In a little over three months, working with the Northern Alliance and allies in the south, we had overthrown the Taliban and liberated 25 million people. We had begun to deny al Qaeda bases from which to plot and train for attacks against us. There were difficult days ahead, but at the end of 2001, we had accomplished much. And we had managed to do all we had done with the number of American troops in Afghanistan never exceeding four thousand.
As we had begun the planning for our military operations in Afghanistan, many worried that we were taking on too formidable a task. As the Soviets could testify, Afghanistan was known as the graveyard of empires for good reason. Any power that would prevail there had to t
ake into account not only the rugged, inhospitable terrain, but the fact that the Afghans were among the toughest, most ruthless fighters in the world. When we launched our efforts, however, it was with forces far superior to those the Soviets had deployed in the 1980s, and we enjoyed a tremendous technological advantage. We also had on our side the kind of creative thinking that freedom encourages. Using the CIA and our special operations forces to marry our technology with Afghan fighters brought about the Taliban’s downfall in a remarkably short time. And perhaps the most important distinction was that we were there to liberate, not to occupy; to free, not to oppress the Afghan people.

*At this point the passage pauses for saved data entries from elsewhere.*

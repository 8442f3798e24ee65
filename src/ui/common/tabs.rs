use leptos::prelude::*;

/// Tab item definition
#[derive(Clone, PartialEq)]
pub struct TabItem {
    /// Unique identifier for the tab
    pub id: String,
    /// Display label for the tab
    pub label: String,
}

impl TabItem {
    pub fn new(id: impl Into<String>, label: impl Into<String>) -> Self {
        Self {
            id: id.into(),
            label: label.into(),
        }
    }
}

/// Tabs component for switching between content panels
#[component]
pub fn Tabs(
    /// List of tab items
    tabs: Vec<TabItem>,
    /// Currently active tab ID
    active_tab: ReadSignal<String>,
    /// Callback when tab is changed
    on_change: Callback<String>,
    /// Whether tabs should take full width
    #[prop(default = false)]
    full_width: bool,
) -> impl IntoView {
    let tabs_class = if full_width {
        "tabs-list tabs-full-width"
    } else {
        "tabs-list"
    };

    view! {
        <div class="tabs-container">
            <div class=tabs_class role="tablist">
                {tabs.into_iter().map(|tab| {
                    let tab_id = tab.id.clone();
                    let is_active = Signal::derive(move || active_tab.get() == tab_id);

                    let tab_class = move || {
                        if is_active.get() {
                            "tab-item tab-active"
                        } else {
                            "tab-item"
                        }
                    };

                    let tab_id_for_click = tab.id.clone();
                    view! {
                        <button
                            class=tab_class
                            on:click=move |_| on_change.run(tab_id_for_click.clone())
                            role="tab"
                            aria-selected=move || is_active.get().to_string()
                        >
                            <span class="tab-label">{tab.label}</span>
                        </button>
                    }
                }).collect_view()}
            </div>
        </div>
    }
}
//! Dashboard shell: sidebar navigation, header, and the signed-in user
//! block with logout. Rendered as the parent route of every dashboard page.

use leptos::prelude::*;
use leptos::task::spawn_local;
use leptos_router::components::{A, Outlet};
use leptos_router::hooks::use_location;

use crate::ui::icon::{Icon, icons};
use crate::ui::session::use_session;
use crate::ui::theme::use_theme_context;

struct NavItem {
    title: &'static str,
    href: &'static str,
    icon: &'static str,
}

const NAV_APPLICATIONS: &[NavItem] = &[
    NavItem {
        title: "Qabul 2026",
        href: "/dashboard/applications/admissions",
        icon: icons::GRADUATION,
    },
    NavItem {
        title: "Campus Tour",
        href: "/dashboard/applications/campus",
        icon: icons::BUILDING,
    },
    NavItem {
        title: "Polito Academy",
        href: "/dashboard/applications/academy",
        icon: icons::FLASK,
    },
    NavItem {
        title: "Foundation Year",
        href: "/dashboard/applications/foundation",
        icon: icons::BOOK,
    },
];

const NAV_SECTIONS: &[NavItem] = &[
    NavItem {
        title: "So'rovnomalar",
        href: "/dashboard/surveys",
        icon: icons::USERS,
    },
    NavItem {
        title: "Talabalar",
        href: "/dashboard/students",
        icon: icons::USER,
    },
    NavItem {
        title: "Talabalar soni",
        href: "/dashboard/enrollments",
        icon: icons::CLIPBOARD,
    },
    NavItem {
        title: "Analitika",
        href: "/dashboard/analytics",
        icon: icons::CHART,
    },
    NavItem {
        title: "Katalog",
        href: "/dashboard/catalog",
        icon: icons::FOLDER,
    },
];

/// Parent layout for every `/dashboard` route.
#[component]
pub fn DashboardShell() -> impl IntoView {
    let theme = use_theme_context();

    view! {
        <div class="flex min-h-screen bg-theme-primary">
            <aside class="sidebar hidden lg:flex flex-col w-64 shrink-0 border-r border-theme">
                <div class="flex h-16 items-center gap-3 border-b border-theme px-6">
                    <div class="flex h-9 w-9 items-center justify-center rounded-lg bg-accent-primary">
                        <Icon name=icons::HOME class="h-5 w-5"/>
                    </div>
                    <div>
                        <p class="text-xs font-medium text-theme-tertiary">"TTPU CRM"</p>
                        <p class="text-sm font-semibold text-theme-primary">"Dashboard"</p>
                    </div>
                </div>

                <nav class="flex-1 space-y-1 overflow-y-auto p-4">
                    <NavLink title="Bosh sahifa" href="/dashboard" icon=icons::HOME exact=true/>

                    <div class="nav-group">
                        <p class="nav-group-title">"Arizalar"</p>
                        {NAV_APPLICATIONS.iter().map(|item| view! {
                            <NavLink title=item.title href=item.href icon=item.icon/>
                        }).collect_view()}
                    </div>

                    {NAV_SECTIONS.iter().map(|item| view! {
                        <NavLink title=item.title href=item.href icon=item.icon/>
                    }).collect_view()}
                </nav>

                <UserBlock/>
            </aside>

            <div class="flex flex-1 flex-col">
                <header class="flex h-16 items-center justify-between gap-4 border-b border-theme px-4">
                    <div class="flex items-center gap-2 lg:hidden">
                        <Icon name=icons::HOME class="h-5 w-5"/>
                        <span class="font-semibold text-theme-primary">"TTPU CRM"</span>
                    </div>
                    <div class="flex flex-1 items-center justify-end gap-2">
                        <button
                            class="btn-icon"
                            on:click=move |_| theme.toggle()
                            title="Mavzuni almashtirish"
                        >
                            {move || {
                                if theme.is_dark() {
                                    view! { <Icon name=icons::SUN class="w-5 h-5"/> }
                                } else {
                                    view! { <Icon name=icons::MOON class="w-5 h-5"/> }
                                }
                            }}
                        </button>
                    </div>
                </header>

                <main class="flex-1 overflow-y-auto p-6">
                    <Outlet/>
                </main>
            </div>
        </div>
    }
}

/// Sidebar link with active-route highlighting.
#[component]
fn NavLink(
    title: &'static str,
    href: &'static str,
    icon: &'static str,
    /// Match the path exactly instead of by prefix
    #[prop(default = false)]
    exact: bool,
) -> impl IntoView {
    let location = use_location();
    let is_active = Signal::derive(move || {
        let path = location.pathname.get();
        if exact {
            path == href
        } else {
            path == href || path.starts_with(&format!("{href}/"))
        }
    });

    view! {
        <A
            href=href
            attr:class=move || {
                if is_active.get() {
                    "nav-link nav-link-active"
                } else {
                    "nav-link"
                }
            }
        >
            <Icon name=icon class="h-4 w-4 shrink-0"/>
            <span>{title}</span>
        </A>
    }
}

/// Signed-in user summary with the logout action.
#[component]
fn UserBlock() -> impl IntoView {
    let session = use_session();
    let logging_out = RwSignal::new(false);
    let logout_error = RwSignal::new(None::<String>);

    let handle_logout = move |_| {
        if logging_out.get_untracked() {
            return;
        }
        logging_out.set(true);
        spawn_local(async move {
            let result = session.logout().await;
            if let Some(error) = result.error {
                logout_error.set(Some(error));
            }
            logging_out.set(false);
        });
    };

    view! {
        <div class="border-t border-theme p-4 space-y-2">
            {move || session.user.get().map(|user| {
                let initial = user
                    .email
                    .chars()
                    .next()
                    .unwrap_or('U')
                    .to_uppercase()
                    .to_string();
                view! {
                    <div class="flex items-center gap-3 px-2">
                        <div class="avatar">{initial}</div>
                        <div class="flex-1 min-w-0">
                            <p class="text-sm font-medium text-theme-primary truncate">
                                {user.display_name()}
                            </p>
                            <p class="text-xs text-theme-tertiary">{user.role.to_string()}</p>
                        </div>
                    </div>
                }
            })}

            {move || logout_error.get().map(|error| view! {
                <p class="text-xs text-theme-error px-2">{error}</p>
            })}

            <button
                class="nav-link w-full text-theme-error"
                on:click=handle_logout
                disabled=move || logging_out.get()
            >
                <Icon name=icons::LOGOUT class="h-4 w-4"/>
                <span>
                    {move || if logging_out.get() { "Chiqilmoqda..." } else { "Chiqish" }}
                </span>
            </button>
        </div>
    }
}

But, of course, that wasn’t the end of it, and as we find ourselves ten years later with nearly one hundred thousand American troops still fighting in Afghanistan, it’s important to recognize that in the war in which we are currently engaged, sure and swift victories are likely to be rare. To the extent that Desert Storm led us to expect quick triumphs, it taught us the wrong lesson.
Now we are taking on an enemy scattered throughout many parts of the world and committed to launching mass casualty attacks from any base it can find. The key test in this war is not how long it takes us to complete any particular military operation. The crucial test is whether our policies, including our military operations, are effective at defending the nation from further attack. Critical to that effort is recognizing that our ultimate objective must be ensuring that the Afghan security forces are sufficiently trained and equipped to defend their own people and territory. Our mission will not be complete until the Afghan government and armed forces can, on their own, prevent their nation from once again becoming a safe haven for terrorists.